A dispatcher in a similar vein to Redux.

Why?

To go hand in hand with Reaction. It does away with Redux's centralised state, instead passing updates directly to listeners. It generates updates by applying rules to actions and combining the results in much the same way that Redux employs reducers.

If you like Reaction and Inference you might like Reaction with Style.

Rewiring Redux

There is a series of complementary videos:

Rewiring Redux

Corrigenda

  • The examples.html file has moved to index.html.
  • The examples directory in the es6 directory has been renamed to example.
  • The check in Reaction's forceUpdate() method for the presence of an update has been made explicit.
  • The spliceChildren() method of Reaction's DisplayElement class has been corrected.
  • The best way to handle updates in render() methods is with the pattern below.

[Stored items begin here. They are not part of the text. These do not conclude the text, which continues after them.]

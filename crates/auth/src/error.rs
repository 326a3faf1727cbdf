use thiserror::Error;

#[derive(Debug, Clone, Copy, PartialEq, Eq)]
pub enum ErrorCode {
    AuthDisabled,
    InvalidCredentials,
    NotInvited,
    AccessDenied,
    InvitationInvalid,
    InternalError,
}

impl ErrorCode {
    pub const fn as_str(self) -> &'static str {
        match self {
            Self::AuthDisabled => "AUTH_DISABLED",
            Self::InvalidCredentials => "INVALID_CREDENTIALS",
            Self::NotInvited => "NOT_INVITED",
            Self::AccessDenied => "ACCESS_DENIED",
            Self::InvitationInvalid => "INVITATION_INVALID",
            Self::InternalError => "INTERNAL_ERROR",
        }
    }

    pub const fn retryable(self) -> bool {
        matches!(self, Self::InternalError)
    }

    pub const fn default_message(self) -> &'static str {
        match self {
            Self::AuthDisabled => "email/password auth is not enabled for this workspace",
            Self::InvalidCredentials => "wrong email or password",
            Self::NotInvited => "user is not a member of this workspace and has no invitation",
            Self::AccessDenied => "user does not have access to this workspace",
            Self::InvitationInvalid => "invitation is invalid or has expired",
            Self::InternalError => "internal server error",
        }
    }
}

/// Failure of a sign-in operation. Every variant is terminal for the request.
#[derive(Debug, Error)]
pub enum AuthError {
    #[error("email/password auth is not enabled for this workspace")]
    AuthDisabled,

    /// Unknown email and wrong password both land here.
    #[error("wrong email or password")]
    InvalidCredentials,

    #[error("user is not a member of this workspace and has no invitation")]
    NotInvited,

    #[error("{message}")]
    AccessDenied { message: String },

    #[error("{message}")]
    InvitationInvalid { message: String },

    #[error(transparent)]
    Internal(#[from] anyhow::Error),
}

impl AuthError {
    pub fn access_denied(message: impl Into<String>) -> Self {
        Self::AccessDenied { message: message.into() }
    }

    pub fn invitation_invalid(message: impl Into<String>) -> Self {
        Self::InvitationInvalid { message: message.into() }
    }

    pub fn internal(error: impl Into<anyhow::Error>) -> Self {
        Self::Internal(error.into())
    }

    pub const fn code(&self) -> ErrorCode {
        match self {
            Self::AuthDisabled => ErrorCode::AuthDisabled,
            Self::InvalidCredentials => ErrorCode::InvalidCredentials,
            Self::NotInvited => ErrorCode::NotInvited,
            Self::AccessDenied { .. } => ErrorCode::AccessDenied,
            Self::InvitationInvalid { .. } => ErrorCode::InvitationInvalid,
            Self::Internal(_) => ErrorCode::InternalError,
        }
    }
}
//! Workspace access gating for sign-in and sign-up.
//!
//! Rules are evaluated in order and the first match wins:
//!
//! | # | Condition | Outcome |
//! |---|---|---|
//! | 1 | no target workspace | allowed |
//! | 2 | validated invitation present | allowed |
//! | 3 | workspace invite hash present | allowed |
//! | 4 | principal is a new user | allowed |
//! | 5 | existing user | access checker decides |

use std::sync::Arc;

use gatehouse_common::types::{SignInContext, SignInUser};
use tracing::debug;
use uuid::Uuid;

use crate::{error::AuthError, ports::WorkspaceAccessChecker};

#[derive(Debug, Clone, Copy, PartialEq, Eq)]
pub enum AccessDecision {
    NoWorkspace,
    InvitationBypass,
    InviteHashBypass,
    NewUser,
    CheckRequired { user_id: Uuid, workspace_id: Uuid },
}

impl AccessDecision {
    pub fn for_context(context: &SignInContext) -> Self {
        let Some(workspace) = context.workspace.as_ref() else {
            return Self::NoWorkspace;
        };

        if context.invitation.is_some() {
            return Self::InvitationBypass;
        }

        if context.workspace_invite_hash.is_some() {
            return Self::InviteHashBypass;
        }

        match &context.user {
            SignInUser::NewUser { .. } => Self::NewUser,
            SignInUser::ExistingUser { existing_user } => {
                Self::CheckRequired { user_id: existing_user.id, workspace_id: workspace.id }
            }
        }
    }

    pub const fn rule(self) -> &'static str {
        match self {
            Self::NoWorkspace => "no_workspace",
            Self::InvitationBypass => "invitation",
            Self::InviteHashBypass => "invite_hash",
            Self::NewUser => "new_user",
            Self::CheckRequired { .. } => "access_check",
        }
    }
}

#[derive(Clone)]
pub struct AccessResolver {
    access_checker: Arc<dyn WorkspaceAccessChecker>,
}

impl AccessResolver {
    pub fn new(access_checker: Arc<dyn WorkspaceAccessChecker>) -> Self {
        Self { access_checker }
    }

    /// Performs at most one access check. Checker errors are returned as-is.
    pub async fn resolve_access(&self, context: &SignInContext) -> Result<(), AuthError> {
        let decision = AccessDecision::for_context(context);
        debug!(rule = decision.rule(), "resolved sign-in access rule");

        match decision {
            AccessDecision::CheckRequired { user_id, workspace_id } => {
                self.access_checker.check(user_id, workspace_id).await
            }
            _ => Ok(()),
        }
    }
}
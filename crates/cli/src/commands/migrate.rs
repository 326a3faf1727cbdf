// `gatehouse migrate`: apply sign-in schema migrations.

use clap::Args;
use gatehouse_auth::{config::AuthConfig, db::migrations::run_migrations};
use serde::Serialize;

use crate::output::{self, OutputFormat};

#[derive(Debug, Args)]
pub struct MigrateArgs {}

#[derive(Debug, Serialize)]
struct MigrateResult {
    applied: bool,
}

pub async fn run(_args: MigrateArgs, config: &AuthConfig, format: OutputFormat) -> anyhow::Result<()> {
    let store = super::connect_store(config).await?;
    run_migrations(store.pool()).await?;

    output::print_output(format, &MigrateResult { applied: true }, |_| {
        "Migrations applied.".to_string()
    })?;
    Ok(())
}
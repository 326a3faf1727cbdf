// `gatehouse invite`: create a workspace invitation.

use anyhow::anyhow;
use chrono::{DateTime, Duration, Utc};
use clap::Args;
use gatehouse_auth::config::AuthConfig;
use serde::Serialize;
use uuid::Uuid;

use crate::output::{self, OutputFormat};

#[derive(Debug, Args)]
pub struct InviteArgs {
    /// Workspace to invite into.
    #[arg(long)]
    workspace: Uuid,

    /// Invitee email address.
    #[arg(long)]
    email: String,

    /// Hours until the invitation expires. Defaults to the configured expiry.
    #[arg(long)]
    expires_in_hours: Option<u32>,
}

#[derive(Debug, Serialize)]
struct InviteResult {
    invitation_id: Uuid,
    workspace_id: Uuid,
    email: String,
    token: String,
    expires_at: DateTime<Utc>,
}

pub async fn run(args: InviteArgs, config: &AuthConfig, format: OutputFormat) -> anyhow::Result<()> {
    let hours = args.expires_in_hours.unwrap_or(config.invite_expiry_hours);
    if hours == 0 {
        anyhow::bail!("--expires-in-hours must be greater than zero");
    }

    let store = super::connect_store(config).await?;
    store
        .get_workspace(args.workspace)
        .await?
        .ok_or_else(|| anyhow!("workspace {} not found", args.workspace))?;

    let (invitation, token) = store
        .create_invitation(args.workspace, &args.email, Duration::hours(i64::from(hours)))
        .await?;

    let result = InviteResult {
        invitation_id: invitation.id,
        workspace_id: invitation.workspace_id,
        email: invitation.email,
        token,
        expires_at: invitation.expires_at,
    };
    output::print_output(format, &result, |r| {
        format!("Invited {} (expires {})\ntoken: {}", r.email, r.expires_at.to_rfc3339(), r.token)
    })?;
    Ok(())
}
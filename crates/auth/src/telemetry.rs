use anyhow::anyhow;
use tracing_subscriber::EnvFilter;

use crate::config::AuthConfig;

/// Installs the global tracing subscriber. `RUST_LOG` wins over the
/// configured filter when set.
pub fn init(config: &AuthConfig) -> anyhow::Result<()> {
    let filter = EnvFilter::try_from_default_env()
        .or_else(|_| EnvFilter::try_new(&config.log_filter))
        .map_err(|error| anyhow!("invalid log filter '{}': {error}", config.log_filter))?;

    let builder = tracing_subscriber::fmt().with_env_filter(filter).with_writer(std::io::stderr);
    let result = if config.log_json { builder.json().try_init() } else { builder.try_init() };

    result.map_err(|error| anyhow!("failed to install tracing subscriber: {error}"))
}
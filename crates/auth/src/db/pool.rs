//! PostgreSQL connections for the sign-in tables.

use anyhow::{anyhow, Context, Result};
use sqlx::postgres::{PgConnectOptions, PgPoolOptions, PgSslMode};
use sqlx::PgPool;
use tracing::info;

use crate::config::{AuthConfig, PoolSettings};

const APPLICATION_NAME: &str = "gatehouse-auth";

/// Opens the pool described by `GATEHOUSE_AUTH_DATABASE_URL` and the pool
/// settings in `config`.
pub async fn connect(config: &AuthConfig) -> Result<PgPool> {
    let database_url = config
        .database_url
        .as_deref()
        .ok_or_else(|| anyhow!("GATEHOUSE_AUTH_DATABASE_URL is not set"))?;
    connect_url(database_url, &config.pool).await
}

pub async fn connect_url(database_url: &str, settings: &PoolSettings) -> Result<PgPool> {
    let options = connect_options(database_url)?;
    let host = options.get_host().to_owned();

    let pool = PgPoolOptions::new()
        .min_connections(settings.min_connections)
        .max_connections(settings.max_connections)
        .acquire_timeout(settings.acquire_timeout)
        .connect_with(options)
        .await
        .with_context(|| format!("could not reach the sign-in database on {host}"))?;

    info!(%host, max_connections = settings.max_connections, "sign-in database pool ready");
    Ok(pool)
}

/// Round-trips a trivial query through the pool.
pub async fn ping(pool: &PgPool) -> Result<()> {
    sqlx::query_scalar::<_, i32>("SELECT 1")
        .fetch_one(pool)
        .await
        .context("sign-in database did not answer a ping")?;
    Ok(())
}

/// Rejects any sslmode weaker than `require`.
fn connect_options(database_url: &str) -> Result<PgConnectOptions> {
    let options = database_url
        .parse::<PgConnectOptions>()
        .context("GATEHOUSE_AUTH_DATABASE_URL is not a valid PostgreSQL URL")?;

    let mode = options.get_ssl_mode();
    if !enforces_tls(mode) {
        return Err(anyhow!(
            "GATEHOUSE_AUTH_DATABASE_URL must use sslmode=require, verify-ca or verify-full (found {mode:?})"
        ));
    }

    Ok(options.application_name(APPLICATION_NAME))
}

fn enforces_tls(mode: PgSslMode) -> bool {
    matches!(mode, PgSslMode::Require | PgSslMode::VerifyCa | PgSslMode::VerifyFull)
}
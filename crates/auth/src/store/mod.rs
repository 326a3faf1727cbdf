pub mod memory;
pub mod postgres;

pub use memory::MemoryAuthStore;
pub use postgres::PgAuthStore;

Note that there is no default value of an empty object for the update argument. This assures that the initial JSX is rendered only once, assuming that the render() method is only called once with no update at all.
render(update) {
  if (update) {
    // handle the update
  } else {
    return (
      // Initial JSX
    );
  }
}
  • As of version 1.7, Reaction now has a simplified forceUpdate() method. The thrust of the point above still holds, however, it is worth reading about the changes nonetheless. In particular it is essential to realise that the above pattern only works if render() methods are passed to the dispatcher's subscirbe() methods in preference to forceUpdate() methods. Full details can be found at the foot of the Reaction readme file.
  • Both of the examples now have a child TodoListItems components of their respective TodoList components. These latter components are now pure functions, in fact.
  • The TodoListItems class in the Inference application example now has an updateHandler() mixin which follows along the lines recommended patterns and filtering updates sections at the foot of this readme file.
  • More ES6 and some experimental syntax has been adopted, for example ES6 imports and exports.
  • The SASS has been removed, only the generated CSS remains.

Installation

With npm:

npm install inference

You can also clone the repository with Git...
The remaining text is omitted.